Nonetheless, all that stuff that happens every day outside of the classroom goes on and all the while we get snappier PowerPoint presentations from textbook publishers along with bigger and more expensive textbooks. And as an added bonus that only costs a little more, we get an additional 2,000 true/false questions to fill our question banks in Blackboard.
(Total side note: My daughter was home-schooled for sixth and seventh grade. For both of those school years she spent from 8 to 9 every weekday morning assisting a kindergarten teacher get the little kindergarten kiddies going for the day. Our daughter, at thirteen, a time when kids are pretty impressionable and amazing, was given a great responsibility. She was in charge of other kids. I could write many sentences about the confidence the experience gave her and how valuable it was to her and all the kids she worked with. She was really fortunate to have that experience and while not every kid can have such opportunities, I think we do a pretty poor job at placing students in those kinds of places. It seems like we only values the things that happen in classrooms because that is sure where we keep them most of the time.)
There is this whole world out there and we reduce it down to a textbook and some PowerPoint slides.
So what are you saying, Todd?
Well, the web is like the big world we live in and the LMS is like the classroom. I know, you are thinking there is no comparison? Well, you are wrong. Just like the big world outside the classroom walls, the web does things the LMS can’t. And depending on the LMS being used, it may be able to do some of the things the web at large does, but like a classroom, it has limitations. There are things to consider.
When student’s come into our classrooms (or LMS) how do we use the bigger world we live in to enhance their learning opportunities and make the coursework relevant to their lives? How often do we use the “outside” to help them see the work in a different light or experience the content in a way that might address a different learning style? I mean, of course, beyond telling them about the outside world in a lecture. Here are some digital options outside the LMS.
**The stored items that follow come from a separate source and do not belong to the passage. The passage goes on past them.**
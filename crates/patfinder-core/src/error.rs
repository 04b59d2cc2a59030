//! Core error types for the Patfinder application.
//!
//! This module defines the central error type used across all subsystems.
//! Each subsystem error is represented as a variant for clear error propagation.

use thiserror::Error;

/// Central error type for all Patfinder operations.
///
/// Each variant represents an error from a specific subsystem, allowing
/// for clear error propagation and handling across module boundaries.
#[derive(Error, Debug)]
pub enum PatfinderError {
    /// Configuration errors (file loading, parsing, validation)
    #[error("configuration error: {0}")]
    Config(#[from] ConfigError),

    /// Validation errors (invalid input, constraints)
    #[error("validation error: {0}")]
    Validation(String),

    /// I/O errors
    #[error("I/O error: {0}")]
    Io(#[from] std::io::Error),

    /// Generic internal errors
    #[error("internal error: {0}")]
    Internal(String),
}

/// Configuration-specific errors.
#[derive(Error, Debug)]
pub enum ConfigError {
    /// Failed to determine config directory path
    #[error("could not determine config directory (XDG base directories not available)")]
    NoConfigDir,

    /// Config file not found (may be first run)
    #[error("config file not found at {path}")]
    NotFound {
        /// Path where config was expected
        path: String,
    },

    /// Failed to parse TOML
    #[error("failed to parse config TOML: {0}")]
    ParseError(#[from] toml::de::Error),

    /// Failed to serialize config
    #[error("failed to serialize config: {0}")]
    SerializeError(#[from] toml::ser::Error),

    /// I/O error reading/writing config
    #[error("I/O error: {0}")]
    Io(#[from] std::io::Error),

    /// Invalid configuration value
    #[error("invalid config value for {field}: {reason}")]
    InvalidValue {
        /// Field name
        field: String,
        /// Reason for invalidity
        reason: String,
    },
}

/// Result type alias using `PatfinderError`.
pub type Result<T> = std::result::Result<T, PatfinderError>;

/// Result type alias for configuration operations.
pub type ConfigResult<T> = std::result::Result<T, ConfigError>;

#[cfg(test)]
mod tests {
    use super::*;

    #[test]
    fn test_error_display() {
        let err = PatfinderError::Validation("bad publication number".to_string());
        assert_eq!(err.to_string(), "validation error: bad publication number");

        let err = ConfigError::NoConfigDir;
        assert_eq!(
            err.to_string(),
            "could not determine config directory (XDG base directories not available)"
        );
    }

    #[test]
    fn test_error_from_config() {
        let config_err = ConfigError::NoConfigDir;
        let err: PatfinderError = config_err.into();
        assert!(matches!(err, PatfinderError::Config(_)));
    }

    #[test]
    fn test_error_from_io() {
        let io_err = std::io::Error::new(std::io::ErrorKind::NotFound, "test");
        let err: PatfinderError = io_err.into();
        assert!(matches!(err, PatfinderError::Io(_)));
    }
}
I know it sounds like I am comparing digital tools and opportunities to “the physical world” tools and opportunities, but I’m not. The bigger message is that in “online classes” the use of activities that ask students to get away from a computer screen or a textbook are just as valuable as they are in a face-to-face class. Using digital tools outside the confines of an LMS in a face to face class is just as important. The world and the web are big places. Let’s use some of the opportunities that exist out there, digital or otherwise. But whatever you do, don’t bring the limitations of your LMS to the zoo.